Он взял ее руку и снял с нее старое кольцо, которое все еще связывало один из ее пальцев, знак давно умершей лжи, и без слова уронил его в поток под ними. Девушка внезапно подняла глаза, когда оно упало: ее глаза были влажными: женщина, которую Христос освободил от ее немощи восемнадцати лет, могла бы поблагодарить его таким взглядом, как Грей в ту ночь. Затем она посмотрела обратно на своего земного господина.
— Он мертв теперь, дитя, прошлое — никогда не жить снова. Грей держит новую жизнь в своих руках сегодня вечером. — Он остановился: слова пришли слабые, жалкие, для его значения. — Нет ли ничего, чем она осмелится наполнить ее? нет прикосновения, которое сделает ее дорогой, святой для нее?
Наступила тяжелая тишина. Природа поднялась нетерпеливо в багровой крови, которая окрасила ее губы и щеки, в блеске ее глаз; но она подавила слова, которые пришли бы, и сидела робкая и дрожащая.

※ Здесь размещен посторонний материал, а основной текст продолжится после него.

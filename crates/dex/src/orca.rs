//! Orca Whirlpool venue client.
//!
//! Pool state comes from the public Orca v2 API. Pricing treats the vault
//! balances as constant-product reserves, which is a close approximation for
//! in-range liquidity and keeps the quote path uniform across venues.

use async_trait::async_trait;
use chain::BuiltTransaction;
use common::{min_out_floor, OrderJob, QuoteRequest, QuoteResponse};
use reqwest::Client;
use serde::Deserialize;
use solana_sdk::instruction::{AccountMeta, Instruction};
use solana_sdk::message::Message;
use solana_sdk::pubkey;
use solana_sdk::pubkey::Pubkey;
use solana_sdk::transaction::Transaction;
use spl_associated_token_account::get_associated_token_address;
use spl_associated_token_account::instruction::create_associated_token_account_idempotent;
use tracing::debug;

use crate::amm::{constant_product_out, price_impact_bps, to_base_units};
use crate::client::DexClient;
use crate::error::DexError;

const ORCA_API: &str = "https://api.orca.so";
const WHIRLPOOL_PROGRAM: Pubkey = pubkey!("whirLbMiicVdio4qvUfM5KAg6Ct8VwpYzGff3uctyCc");

/// Upper bound on pools evaluated per quote.
const MAX_POOL_FANOUT: usize = 3;

/// Anchor discriminator for the whirlpool `swap` instruction.
const SWAP_DISCRIMINATOR: [u8; 8] = [248, 198, 158, 145, 225, 117, 135, 200];

#[derive(Debug, Deserialize)]
struct PoolsResponse {
    #[serde(default)]
    data: Vec<WhirlpoolInfo>,
}

#[derive(Debug, Clone, Deserialize)]
#[serde(rename_all = "camelCase")]
struct WhirlpoolInfo {
    address: String,
    /// Fee rate in hundredths of a basis point (3000 = 0.30%).
    fee_rate: u32,
    token_a: WhirlpoolToken,
    token_b: WhirlpoolToken,
    token_vault_a: String,
    token_vault_b: String,
    token_balance_a: String,
    token_balance_b: String,
}

#[derive(Debug, Clone, Deserialize)]
struct WhirlpoolToken {
    address: String,
    decimals: u8,
}

struct Oriented {
    reserve_in: u64,
    reserve_out: u64,
    a_to_b: bool,
}

fn orient(pool: &WhirlpoolInfo, token_in: &str, token_out: &str) -> Option<Oriented> {
    let balance_a = pool.token_balance_a.parse::<f64>().unwrap_or(0.0);
    let balance_b = pool.token_balance_b.parse::<f64>().unwrap_or(0.0);
    let reserve_a = to_base_units(balance_a, pool.token_a.decimals);
    let reserve_b = to_base_units(balance_b, pool.token_b.decimals);
    if pool.token_a.address == token_in && pool.token_b.address == token_out {
        Some(Oriented {
            reserve_in: reserve_a,
            reserve_out: reserve_b,
            a_to_b: true,
        })
    } else if pool.token_b.address == token_in && pool.token_a.address == token_out {
        Some(Oriented {
            reserve_in: reserve_b,
            reserve_out: reserve_a,
            a_to_b: false,
        })
    } else {
        None
    }
}

fn swap_data(amount: u64, other_amount_threshold: u64, a_to_b: bool) -> Vec<u8> {
    let mut data = Vec::with_capacity(42);
    data.extend_from_slice(&SWAP_DISCRIMINATOR);
    data.extend_from_slice(&amount.to_le_bytes());
    data.extend_from_slice(&other_amount_threshold.to_le_bytes());
    data.extend_from_slice(&0u128.to_le_bytes()); // sqrt_price_limit: venue default
    data.push(1); // amount_specified_is_input
    data.push(a_to_b as u8);
    data
}

fn parse_pubkey(value: &str) -> Result<Pubkey, DexError> {
    value
        .parse()
        .map_err(|_| DexError::Transport(format!("invalid address: {value}")))
}

/// Orca venue client.
pub struct OrcaClient {
    http: Client,
    base_url: String,
}

impl OrcaClient {
    pub fn new() -> Self {
        Self::with_base_url(ORCA_API)
    }

    pub fn with_base_url(base_url: impl Into<String>) -> Self {
        Self {
            http: Client::new(),
            base_url: base_url.into(),
        }
    }

    async fn fetch_pair_pools(
        &self,
        token_in: &str,
        token_out: &str,
    ) -> Result<Vec<WhirlpoolInfo>, DexError> {
        let url = format!(
            "{}/v2/solana/pools?tokensBothOf={},{}&size={}",
            self.base_url, token_in, token_out, MAX_POOL_FANOUT
        );
        let body: PoolsResponse = self
            .http
            .get(&url)
            .send()
            .await?
            .error_for_status()?
            .json()
            .await?;
        Ok(body.data)
    }

    async fn fetch_pool(&self, address: &str) -> Result<Option<WhirlpoolInfo>, DexError> {
        let url = format!("{}/v2/solana/pools/{}", self.base_url, address);
        let response = self.http.get(&url).send().await?;
        if response.status() == reqwest::StatusCode::NOT_FOUND {
            return Ok(None);
        }
        #[derive(Deserialize)]
        struct PoolResponse {
            data: WhirlpoolInfo,
        }
        let body: PoolResponse = response.error_for_status()?.json().await?;
        Ok(Some(body.data))
    }
}

impl Default for OrcaClient {
    fn default() -> Self {
        Self::new()
    }
}

#[async_trait]
impl DexClient for OrcaClient {
    fn venue(&self) -> &'static str {
        "orca"
    }

    async fn quote(&self, request: &QuoteRequest) -> Result<QuoteResponse, DexError> {
        let pools = self
            .fetch_pair_pools(&request.token_in, &request.token_out)
            .await?;

        let mut best: Option<(u64, u32, Oriented, WhirlpoolInfo)> = None;
        for pool in pools.into_iter().take(MAX_POOL_FANOUT) {
            let Some(oriented) = orient(&pool, &request.token_in, &request.token_out) else {
                continue;
            };
            let fee_bps = pool.fee_rate / 100;
            let Some(out) = constant_product_out(
                request.amount,
                oriented.reserve_in,
                oriented.reserve_out,
                fee_bps,
            ) else {
                continue;
            };
            if out == 0 {
                continue;
            }
            if best.as_ref().map_or(true, |(b, ..)| out > *b) {
                best = Some((out, fee_bps, oriented, pool));
            }
        }

        let (estimated_out, fee_bps, oriented, pool) = best.ok_or(DexError::NoPool)?;
        debug!(pool = %pool.address, estimated_out, "orca quote");
        Ok(QuoteResponse {
            venue: self.venue().to_string(),
            estimated_out,
            min_out: min_out_floor(estimated_out, request.slippage_bps),
            price_impact_bps: price_impact_bps(
                request.amount,
                oriented.reserve_in,
                oriented.reserve_out,
                estimated_out,
            ),
            fee_bps,
            pool_id: pool.address,
            route_meta: Some(serde_json::json!({
                "program": WHIRLPOOL_PROGRAM.to_string(),
                "poolType": "whirlpool",
            })),
            request: request.clone(),
        })
    }

    async fn build_swap(
        &self,
        order: &OrderJob,
        quote: &QuoteResponse,
        signer: &Pubkey,
    ) -> Result<BuiltTransaction, DexError> {
        let pool = self
            .fetch_pool(&quote.pool_id)
            .await?
            .ok_or(DexError::PoolChanged)?;
        let oriented = orient(&pool, &order.request.token_in, &order.request.token_out)
            .ok_or(DexError::InvalidDirection)?;
        if order.request.amount >= oriented.reserve_in {
            return Err(DexError::InsufficientBalance);
        }

        let in_mint = parse_pubkey(&order.request.token_in)?;
        let out_mint = parse_pubkey(&order.request.token_out)?;
        let whirlpool = parse_pubkey(&pool.address)?;
        let vault_a = parse_pubkey(&pool.token_vault_a)?;
        let vault_b = parse_pubkey(&pool.token_vault_b)?;
        let ata_in = get_associated_token_address(signer, &in_mint);
        let ata_out = get_associated_token_address(signer, &out_mint);

        let (user_a, user_b) = if oriented.a_to_b {
            (ata_in, ata_out)
        } else {
            (ata_out, ata_in)
        };

        let mut instructions = vec![create_associated_token_account_idempotent(
            signer,
            signer,
            &out_mint,
            &spl_token::id(),
        )];
        if in_mint == spl_token::native_mint::id() {
            instructions.push(create_associated_token_account_idempotent(
                signer,
                signer,
                &in_mint,
                &spl_token::id(),
            ));
            instructions.push(solana_sdk::system_instruction::transfer(
                signer,
                &ata_in,
                order.request.amount,
            ));
            instructions.push(
                spl_token::instruction::sync_native(&spl_token::id(), &ata_in)
                    .map_err(|e| DexError::Transport(e.to_string()))?,
            );
        }

        instructions.push(Instruction {
            program_id: WHIRLPOOL_PROGRAM,
            accounts: vec![
                AccountMeta::new_readonly(spl_token::id(), false),
                AccountMeta::new_readonly(*signer, true),
                AccountMeta::new(whirlpool, false),
                AccountMeta::new(user_a, false),
                AccountMeta::new(vault_a, false),
                AccountMeta::new(user_b, false),
                AccountMeta::new(vault_b, false),
            ],
            data: swap_data(order.request.amount, quote.min_out, oriented.a_to_b),
        });

        let message = Message::new(&instructions, Some(signer));
        Ok(BuiltTransaction::new(Transaction::new_unsigned(message)))
    }
}

#[cfg(test)]
mod tests {
    use super::*;

    fn pool() -> WhirlpoolInfo {
        WhirlpoolInfo {
            address: "WPOOL1".into(),
            fee_rate: 3000,
            token_a: WhirlpoolToken {
                address: "SOL".into(),
                decimals: 9,
            },
            token_b: WhirlpoolToken {
                address: "USDC".into(),
                decimals: 6,
            },
            token_vault_a: "VAULTA".into(),
            token_vault_b: "VAULTB".into(),
            token_balance_a: "250.5".into(),
            token_balance_b: "40000".into(),
        }
    }

    #[test]
    fn orients_and_scales_balances() {
        let p = pool();
        let fwd = orient(&p, "SOL", "USDC").unwrap();
        assert!(fwd.a_to_b);
        assert_eq!(fwd.reserve_in, 250_500_000_000);
        assert_eq!(fwd.reserve_out, 40_000_000_000);
        assert!(orient(&p, "USDC", "BONK").is_none());
    }

    #[test]
    fn swap_data_layout() {
        let data = swap_data(5, 3, true);
        assert_eq!(data.len(), 42);
        assert_eq!(&data[..8], &SWAP_DISCRIMINATOR);
        assert_eq!(u64::from_le_bytes(data[8..16].try_into().unwrap()), 5);
        assert_eq!(u64::from_le_bytes(data[16..24].try_into().unwrap()), 3);
        assert_eq!(data[40], 1);
        assert_eq!(data[41], 1);
    }

    #[test]
    fn unparseable_balance_yields_empty_reserves() {
        let mut p = pool();
        p.token_balance_a = "n/a".into();
        let fwd = orient(&p, "SOL", "USDC").unwrap();
        assert_eq!(fwd.reserve_in, 0);
    }
}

— Ничего, Грей? Ты сильная и холодная. Я знаю. Ложь мертва и ушла из твоей жизни, ты можешь контролировать годы одна, со своей религией и веселой силой. Это то, что ты хотела бы сказать? — горько.

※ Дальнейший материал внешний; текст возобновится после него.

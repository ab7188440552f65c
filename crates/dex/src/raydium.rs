//! Raydium AMM (V4) venue client.
//!
//! Quotes are priced locally against pool reserves fetched from the public
//! Raydium V3 API; swaps are encoded as `SwapBaseIn` instructions against the
//! AMM program.

use async_trait::async_trait;
use chain::BuiltTransaction;
use common::{min_out_floor, OrderJob, QuoteRequest, QuoteResponse};
use reqwest::Client;
use serde::Deserialize;
use solana_sdk::instruction::{AccountMeta, Instruction};
use solana_sdk::message::Message;
use solana_sdk::pubkey::Pubkey;
use solana_sdk::transaction::Transaction;
use solana_sdk::{pubkey, system_instruction};
use spl_associated_token_account::get_associated_token_address;
use spl_associated_token_account::instruction::create_associated_token_account_idempotent;
use tracing::debug;

use crate::amm::{constant_product_out, price_impact_bps, to_base_units};
use crate::client::DexClient;
use crate::error::DexError;

const RAYDIUM_API: &str = "https://api-v3.raydium.io";
const AMM_PROGRAM: Pubkey = pubkey!("675kPX9MHTjS2zt1qfr1NYHuzeLXfQM9H24wFSUt1Mp8");
const AMM_AUTHORITY: Pubkey = pubkey!("5Q544fKrFoe6tsEbD7S8EmxGTJYAKtTVhAW5Q5pge4j1");

/// Upper bound on pools evaluated per quote.
const MAX_POOL_FANOUT: usize = 3;

/// `SwapBaseIn` tag in the AMM instruction enum.
const SWAP_BASE_IN_TAG: u8 = 9;

#[derive(Debug, Deserialize)]
struct MintPageResponse {
    success: bool,
    data: MintPage,
}

#[derive(Debug, Deserialize)]
struct MintPage {
    #[serde(default)]
    data: Vec<PoolInfo>,
}

#[derive(Debug, Clone, Deserialize)]
#[serde(rename_all = "camelCase")]
struct PoolInfo {
    id: String,
    mint_a: PoolMint,
    mint_b: PoolMint,
    mint_amount_a: f64,
    mint_amount_b: f64,
    fee_rate: f64,
}

#[derive(Debug, Clone, Deserialize)]
struct PoolMint {
    address: String,
    decimals: u8,
}

struct Oriented {
    reserve_in: u64,
    reserve_out: u64,
    a_to_b: bool,
}

/// Orient pool reserves to the requested trade direction.
fn orient(pool: &PoolInfo, token_in: &str, token_out: &str) -> Option<Oriented> {
    let reserve_a = to_base_units(pool.mint_amount_a, pool.mint_a.decimals);
    let reserve_b = to_base_units(pool.mint_amount_b, pool.mint_b.decimals);
    if pool.mint_a.address == token_in && pool.mint_b.address == token_out {
        Some(Oriented {
            reserve_in: reserve_a,
            reserve_out: reserve_b,
            a_to_b: true,
        })
    } else if pool.mint_b.address == token_in && pool.mint_a.address == token_out {
        Some(Oriented {
            reserve_in: reserve_b,
            reserve_out: reserve_a,
            a_to_b: false,
        })
    } else {
        None
    }
}

fn swap_base_in_data(amount_in: u64, min_out: u64) -> Vec<u8> {
    let mut data = Vec::with_capacity(17);
    data.push(SWAP_BASE_IN_TAG);
    data.extend_from_slice(&amount_in.to_le_bytes());
    data.extend_from_slice(&min_out.to_le_bytes());
    data
}

fn parse_pubkey(value: &str) -> Result<Pubkey, DexError> {
    value
        .parse()
        .map_err(|_| DexError::Transport(format!("invalid address: {value}")))
}

/// Raydium venue client.
pub struct RaydiumClient {
    http: Client,
    base_url: String,
}

impl RaydiumClient {
    pub fn new() -> Self {
        Self::with_base_url(RAYDIUM_API)
    }

    pub fn with_base_url(base_url: impl Into<String>) -> Self {
        Self {
            http: Client::new(),
            base_url: base_url.into(),
        }
    }

    async fn fetch_pair_pools(&self, request: &QuoteRequest) -> Result<Vec<PoolInfo>, DexError> {
        let url = format!(
            "{}/pools/info/mint?mint1={}&mint2={}&poolType=standard&poolSortField=liquidity&sortType=desc&pageSize={}&page=1",
            self.base_url, request.token_in, request.token_out, MAX_POOL_FANOUT
        );
        let body: MintPageResponse = self
            .http
            .get(&url)
            .send()
            .await?
            .error_for_status()?
            .json()
            .await?;
        if !body.success {
            return Err(DexError::StaleData);
        }
        Ok(body.data.data)
    }

    /// The ids endpoint returns an array that may contain nulls for
    /// unknown pools.
    async fn fetch_pool(&self, pool_id: &str) -> Result<Option<PoolInfo>, DexError> {
        let url = format!("{}/pools/info/ids?ids={}", self.base_url, pool_id);
        let body: serde_json::Value = self
            .http
            .get(&url)
            .send()
            .await?
            .error_for_status()?
            .json()
            .await?;
        let Some(raw) = body
            .get("data")
            .and_then(|d| d.as_array())
            .and_then(|pools| pools.iter().find(|p| !p.is_null()))
        else {
            return Ok(None);
        };
        serde_json::from_value(raw.clone())
            .map(Some)
            .map_err(|e| DexError::Transport(format!("bad pool payload: {e}")))
    }
}

impl Default for RaydiumClient {
    fn default() -> Self {
        Self::new()
    }
}

#[async_trait]
impl DexClient for RaydiumClient {
    fn venue(&self) -> &'static str {
        "raydium"
    }

    async fn quote(&self, request: &QuoteRequest) -> Result<QuoteResponse, DexError> {
        let pools = self.fetch_pair_pools(request).await?;

        let mut best: Option<(u64, u32, Oriented, PoolInfo)> = None;
        for pool in pools.into_iter().take(MAX_POOL_FANOUT) {
            let Some(oriented) = orient(&pool, &request.token_in, &request.token_out) else {
                continue;
            };
            let fee_bps = (pool.fee_rate * 10_000.0).round() as u32;
            let Some(out) = constant_product_out(
                request.amount,
                oriented.reserve_in,
                oriented.reserve_out,
                fee_bps,
            ) else {
                continue;
            };
            if out == 0 {
                continue;
            }
            if best.as_ref().map_or(true, |(b, ..)| out > *b) {
                best = Some((out, fee_bps, oriented, pool));
            }
        }

        let (estimated_out, fee_bps, oriented, pool) = best.ok_or(DexError::NoPool)?;
        debug!(pool = %pool.id, estimated_out, "raydium quote");
        Ok(QuoteResponse {
            venue: self.venue().to_string(),
            estimated_out,
            min_out: min_out_floor(estimated_out, request.slippage_bps),
            price_impact_bps: price_impact_bps(
                request.amount,
                oriented.reserve_in,
                oriented.reserve_out,
                estimated_out,
            ),
            fee_bps,
            pool_id: pool.id,
            route_meta: Some(serde_json::json!({
                "program": AMM_PROGRAM.to_string(),
                "poolType": "standard",
            })),
            request: request.clone(),
        })
    }

    async fn build_swap(
        &self,
        order: &OrderJob,
        quote: &QuoteResponse,
        signer: &Pubkey,
    ) -> Result<BuiltTransaction, DexError> {
        let pool = self
            .fetch_pool(&quote.pool_id)
            .await?
            .ok_or(DexError::PoolChanged)?;
        let oriented = orient(&pool, &order.request.token_in, &order.request.token_out)
            .ok_or(DexError::InvalidDirection)?;
        if order.request.amount >= oriented.reserve_in {
            return Err(DexError::InsufficientBalance);
        }

        let in_mint = parse_pubkey(&order.request.token_in)?;
        let out_mint = parse_pubkey(&order.request.token_out)?;
        let pool_key = parse_pubkey(&pool.id)?;
        let source = get_associated_token_address(signer, &in_mint);
        let destination = get_associated_token_address(signer, &out_mint);

        let mut instructions = vec![create_associated_token_account_idempotent(
            signer,
            signer,
            &out_mint,
            &spl_token::id(),
        )];
        if in_mint == spl_token::native_mint::id() {
            // Fund and sync a wrapped-SOL account; idempotent when it exists.
            instructions.push(create_associated_token_account_idempotent(
                signer,
                signer,
                &in_mint,
                &spl_token::id(),
            ));
            instructions.push(system_instruction::transfer(
                signer,
                &source,
                order.request.amount,
            ));
            instructions.push(
                spl_token::instruction::sync_native(&spl_token::id(), &source)
                    .map_err(|e| DexError::Transport(e.to_string()))?,
            );
        }

        instructions.push(Instruction {
            program_id: AMM_PROGRAM,
            accounts: vec![
                AccountMeta::new_readonly(spl_token::id(), false),
                AccountMeta::new(pool_key, false),
                AccountMeta::new_readonly(AMM_AUTHORITY, false),
                AccountMeta::new(source, false),
                AccountMeta::new(destination, false),
                AccountMeta::new_readonly(*signer, true),
            ],
            data: swap_base_in_data(order.request.amount, quote.min_out),
        });

        let message = Message::new(&instructions, Some(signer));
        Ok(BuiltTransaction::new(Transaction::new_unsigned(message)))
    }
}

Она не ответила. Цвет начал бледнеть, глаза тускнеть.
— Ты рассказала мне свою историю; позволь мне рассказать тебе свою, — бросаясь на траву рядом с ней. — Посмотри на меня, Грей. Другие женщины презирали меня, как грубого, черствого, неотесанного: ты никогда не была такой. У меня не было тепличного обращения в мире; солнце и дождь едва ли падали на меня неоплаченными. Я заработал каждый дюйм этой плоти и мышц, работал для этого, пока оно росло; знание, которое у меня есть, скудное достаточно, но какая бы мысль у меня ни была о Боге или жизни, мне приходилось бороться и пробиваться за нее. Другие люди растут, вдыхают свое бытие, как вон то дерево, которое Бог посадил и полил. Я думаю иногда, Он забыл меня, — с любопытной женской дрожью в голосе, ушедшей в мгновение. — Я карабкался вверх, как тот корявый паразит, без корня. Ты знаешь теперь, почему я резкий, осторожный, подозрительный, сомневаюсь, есть ли Бог? Грей, — поворачиваясь яростно, — я устал от этого. Бог создал меня. Я хочу покоя. Я хочу любви, мира, религии в своей жизни.
Она ничего не сказала. Она забыла себя, свою робкую застенчивость теперь, и смотрела в его глаза, благородная, полезная женщина, зондирующая глубины мутной души, обнаженной для нее.